The velocity and momenta of the rocket are zero when it reaches the top of its flight.

$\Rightarrow$ After burst (by conservation of momentum)

$m_1{v}_1+m_2{v}_2+m_3{v}_3=0$

As $m_1=m_2=m_3,v_1+v_2+v_3=0$

As the second and third fragments land at the same time, the vertical components of $v_2$ and $v_3$ are the same.

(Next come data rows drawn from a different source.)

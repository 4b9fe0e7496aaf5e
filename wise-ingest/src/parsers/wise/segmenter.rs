//! Splits the transaction table into records.
//!
//! Every line containing `Transaction:` is an anchor for one record. From the
//! anchor the walker reads the date and reference, walks backward to collect
//! the (possibly wrapped) description and forward to the amounts line:
//!
//! ```text
//! Card transaction of 25.51 EUR issued by      <- description (1..n lines)
//! Backblaze San Mateo
//! 27 November 2025 Card ending in 1234 ... Transaction: CARD-3166196743   <- anchor
//! -25.51 1,974.49                              <- amount, running balance
//! ```
//!
//! The description walk stops at the previous record's amounts line or at
//! the top of the table.

use std::ops::Range;
use std::sync::OnceLock;

use chrono::NaiveDate;
use log::{debug, warn};
use regex::Regex;

use crate::amount::{extract_amounts, is_amounts_line};
use crate::dates::leading_date;
use crate::error::{ParseError, Result};
use crate::types::{SkipReason, SkippedAnchor, Transaction};

const ANCHOR_MARKER: &str = "Transaction:";

fn reference_re() -> &'static Regex {
    static RE: OnceLock<Regex> = OnceLock::new();
    RE.get_or_init(|| Regex::new(r"Transaction:\s*(\S+)").expect("reference regex"))
}

/// Records recovered from one table, in order of appearance.
#[derive(Debug, Clone, PartialEq)]
pub struct Segmented {
    pub transactions: Vec<Transaction>,
    pub skipped: Vec<SkippedAnchor>,
}

/// Indices of all anchor lines inside `table`.
pub fn anchor_lines(lines: &[&str], table: Range<usize>) -> Vec<usize> {
    table.filter(|&i| lines[i].contains(ANCHOR_MARKER)).collect()
}

/// Reference token following the `Transaction:` marker.
pub fn reference_of(line: &str) -> Option<&str> {
    reference_re().captures(line).and_then(|caps| caps.get(1)).map(|m| m.as_str())
}

#[derive(Debug, Clone, Copy, PartialEq, Eq)]
pub enum WalkState {
    /// Reading date and reference off the anchor line.
    AtAnchor,
    /// Walking upward; `cursor` is the last line consumed (initially the anchor).
    SeekingDescriptionStart { cursor: usize },
    /// Walking downward; `cursor` is the last line consumed (initially the anchor).
    SeekingAmounts { cursor: usize },
}

#[derive(Debug, Clone, PartialEq)]
pub enum Step {
    Continue(WalkState),
    Done(std::result::Result<Transaction, SkipReason>),
}

/// Walks the lines around one anchor and assembles its record.
#[derive(Debug)]
pub struct RecordWalker<'a> {
    lines: &'a [&'a str],
    table: Range<usize>,
    anchor: usize,
    currency: &'a str,
    date: Option<NaiveDate>,
    reference: Option<&'a str>,
    /// Collected bottom-up; reversed when the record is built.
    description: Vec<&'a str>,
}

impl<'a> RecordWalker<'a> {
    pub fn new(lines: &'a [&'a str], table: Range<usize>, anchor: usize, currency: &'a str) -> Self {
        Self {
            lines,
            table,
            anchor,
            currency,
            date: None,
            reference: None,
            description: Vec::new(),
        }
    }

    pub fn run(mut self) -> std::result::Result<Transaction, SkipReason> {
        let mut state = WalkState::AtAnchor;
        loop {
            match self.step(state) {
                Step::Continue(next) => state = next,
                Step::Done(outcome) => return outcome,
            }
        }
    }

    pub fn step(&mut self, state: WalkState) -> Step {
        match state {
            WalkState::AtAnchor => self.read_anchor(),
            WalkState::SeekingDescriptionStart { cursor } => self.seek_description_start(cursor),
            WalkState::SeekingAmounts { cursor } => self.seek_amounts(cursor),
        }
    }

    fn read_anchor(&mut self) -> Step {
        let lines = self.lines;
        let line = lines[self.anchor].trim();
        let Some((date, _)) = leading_date(line) else {
            return Step::Done(Err(SkipReason::MissingDate));
        };
        let Some(reference) = reference_of(line) else {
            return Step::Done(Err(SkipReason::MissingReference));
        };
        self.date = Some(date);
        self.reference = Some(reference);
        Step::Continue(WalkState::SeekingDescriptionStart { cursor: self.anchor })
    }

    fn seek_description_start(&mut self, cursor: usize) -> Step {
        let done = Step::Continue(WalkState::SeekingAmounts { cursor: self.anchor });
        if cursor <= self.table.start {
            return done;
        }
        let prev = cursor - 1;
        let lines = self.lines;
        let line = lines[prev].trim();
        if is_amounts_line(line) {
            return done;
        }
        if !line.is_empty() {
            self.description.push(line);
        }
        Step::Continue(WalkState::SeekingDescriptionStart { cursor: prev })
    }

    fn seek_amounts(&mut self, cursor: usize) -> Step {
        let next = cursor + 1;
        if next >= self.table.end {
            return Step::Done(Err(SkipReason::MissingAmounts));
        }
        let line = self.lines[next].trim();
        if line.is_empty() {
            return Step::Continue(WalkState::SeekingAmounts { cursor: next });
        }
        if !is_amounts_line(line) {
            return Step::Done(Err(SkipReason::MissingAmounts));
        }

        let amounts = extract_amounts(line);
        let (Some(&amount), Some(date), Some(reference)) = (amounts.first(), self.date, self.reference) else {
            return Step::Done(Err(SkipReason::MissingAmounts));
        };

        let description: Vec<&str> = self.description.iter().rev().copied().collect();
        Step::Done(Ok(Transaction::from_signed_amount(
            description.join(" "),
            date,
            amount,
            reference,
            self.currency,
            amounts.get(1).copied(),
        )))
    }
}

/// Extract every record in `table`. Anchors that cannot be extracted are
/// reported in `skipped`; zero extracted records is an error.
pub fn segment(lines: &[&str], table: Range<usize>, currency: &str) -> Result<Segmented> {
    let mut transactions = Vec::new();
    let mut skipped = Vec::new();

    for anchor in anchor_lines(lines, table.clone()) {
        match RecordWalker::new(lines, table.clone(), anchor, currency).run() {
            Ok(txn) => {
                debug!("line {anchor}: {} {} {}", txn.date, txn.reference, txn.signed_amount());
                transactions.push(txn);
            }
            Err(reason) => {
                warn!("skipping anchor at line {anchor}: {reason}");
                skipped.push(SkippedAnchor {
                    line: anchor,
                    text: lines[anchor].trim().to_string(),
                    reason,
                });
            }
        }
    }

    if transactions.is_empty() {
        return Err(ParseError::NoTransactionsFound);
    }

    Ok(Segmented { transactions, skipped })
}

#[cfg(test)]
mod tests {
    use super::*;

    fn lines(text: &str) -> Vec<&str> {
        text.lines().collect()
    }

    const TWO_RECORDS: &str = "\
Card transaction of 25.51 EUR issued by
Backblaze San Mateo
27 November 2025 Card ending in 1234 Jane Doe Transaction: CARD-3166196743
-25.51 1,974.49
Received money from ACME GMBH with reference INV-7
25 November 2025 Transaction: TRANSFER-1830034
2,000.00 2,000.00";

    #[test]
    fn test_anchor_lines_respect_table_bounds() {
        let ls = lines(TWO_RECORDS);
        assert_eq!(anchor_lines(&ls, 0..ls.len()), vec![2, 5]);
        assert_eq!(anchor_lines(&ls, 3..ls.len()), vec![5]);
    }

    #[test]
    fn test_reference_of() {
        assert_eq!(reference_of("x Transaction: CARD-1 more"), Some("CARD-1"));
        assert_eq!(reference_of("Jane DoeTransaction:CARD-2"), Some("CARD-2"));
        assert_eq!(reference_of("x Transaction:   "), None);
    }

    #[test]
    fn test_walker_states() {
        let ls = lines(TWO_RECORDS);
        let mut walker = RecordWalker::new(&ls, 0..ls.len(), 2, "EUR");

        assert_eq!(
            walker.step(WalkState::AtAnchor),
            Step::Continue(WalkState::SeekingDescriptionStart { cursor: 2 })
        );
        assert_eq!(
            walker.step(WalkState::SeekingDescriptionStart { cursor: 2 }),
            Step::Continue(WalkState::SeekingDescriptionStart { cursor: 1 })
        );
        assert_eq!(
            walker.step(WalkState::SeekingDescriptionStart { cursor: 1 }),
            Step::Continue(WalkState::SeekingDescriptionStart { cursor: 0 })
        );
        // Top of table reached.
        assert_eq!(
            walker.step(WalkState::SeekingDescriptionStart { cursor: 0 }),
            Step::Continue(WalkState::SeekingAmounts { cursor: 2 })
        );
        let Step::Done(Ok(txn)) = walker.step(WalkState::SeekingAmounts { cursor: 2 }) else {
            panic!("expected a record");
        };
        assert_eq!(txn.description, "Card transaction of 25.51 EUR issued by Backblaze San Mateo");
        assert_eq!(txn.outgoing, Some(25.51));
        assert_eq!(txn.balance, Some(1974.49));
    }

    #[test]
    fn test_description_stops_at_previous_amounts_line() {
        let ls = lines(TWO_RECORDS);
        let txn = RecordWalker::new(&ls, 0..ls.len(), 5, "EUR").run().unwrap();
        assert_eq!(txn.description, "Received money from ACME GMBH with reference INV-7");
        assert_eq!(txn.incoming, Some(2000.0));
        assert_eq!(txn.reference, "TRANSFER-1830034");
        assert_eq!(txn.date, NaiveDate::from_ymd_opt(2025, 11, 25).unwrap());
    }

    #[test]
    fn test_blank_lines_are_skipped_both_ways() {
        let ls = lines("Coffee shop\n\n3 December 2025 Transaction: CARD-9\n\n\n-4.20 95.80");
        let txn = RecordWalker::new(&ls, 0..ls.len(), 2, "GBP").run().unwrap();
        assert_eq!(txn.description, "Coffee shop");
        assert_eq!(txn.amount, 4.2);
        assert_eq!(txn.currency, "GBP");
    }

    #[test]
    fn test_skip_reasons() {
        let ls = lines("Fees\nSee Transaction: details on our website\n-1.00 1.00");
        assert_eq!(
            RecordWalker::new(&ls, 0..ls.len(), 1, "EUR").run(),
            Err(SkipReason::MissingDate)
        );

        let ls = lines("Fees\n1 December 2025 Transaction: FEE-1\nnot amounts\n-1.00 1.00");
        assert_eq!(
            RecordWalker::new(&ls, 0..ls.len(), 1, "EUR").run(),
            Err(SkipReason::MissingAmounts)
        );

        // Amounts line exists but lies beyond the table.
        let ls = lines("Fees\n1 December 2025 Transaction: FEE-1\n-1.00 1.00");
        assert_eq!(
            RecordWalker::new(&ls, 0..2, 1, "EUR").run(),
            Err(SkipReason::MissingAmounts)
        );

        let ls = lines("Fees\n1 December 2025 Transaction:\n-1.00 1.00");
        assert_eq!(
            RecordWalker::new(&ls, 0..ls.len(), 1, "EUR").run(),
            Err(SkipReason::MissingReference)
        );
    }

    #[test]
    fn test_segment_reports_skips_and_keeps_order() {
        let text = format!("{TWO_RECORDS}\nDisclaimer: Transaction: fees may apply");
        let ls = lines(&text);
        let out = segment(&ls, 0..ls.len(), "EUR").unwrap();

        let refs: Vec<_> = out.transactions.iter().map(|t| t.reference.as_str()).collect();
        assert_eq!(refs, ["CARD-3166196743", "TRANSFER-1830034"]);
        assert_eq!(out.skipped.len(), 1);
        assert_eq!(out.skipped[0].line, 7);
        assert_eq!(out.skipped[0].reason, SkipReason::MissingDate);
    }

    #[test]
    fn test_segment_without_records_fails() {
        let ls = lines("just\nsome\ntext");
        assert_eq!(segment(&ls, 0..ls.len(), "EUR"), Err(ParseError::NoTransactionsFound));

        let ls = lines("See Transaction: details\n-1.00");
        assert_eq!(segment(&ls, 0..ls.len(), "EUR"), Err(ParseError::NoTransactionsFound));
    }
}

As $v_1$ is vertically downward the vertical components of $v_2$ and $v_3$ are each -$\frac{v_1}{2}$

$\Rightarrow$ For the first and second fragments, we have

$h=v_1{t}_1+\frac{g{t}_1^2}{2}$

$h=-\frac{v_1{t}_2}{2}+\frac{g{t}_2^2}{2}$

on subtracting

$0=v_1{t}_1+\frac{v_1{t}_2}{2}+\frac{g{t}_1^2}{2}-\frac{g{t}_2^2}{2}$

$0=v_1(t_1+\frac{t_2}{2})-\frac{g}{2}(t_2^2-t_1^2)$

$\Rightarrow v_1(t_1+\frac{t_2}{2})=\frac{g}{2}(t_2^2-t_1^2)$

$\Rightarrow v_1=\frac{g(t_2^2-t_1^2)}{2t_1+t_2}$

$\Rightarrow$ n = 2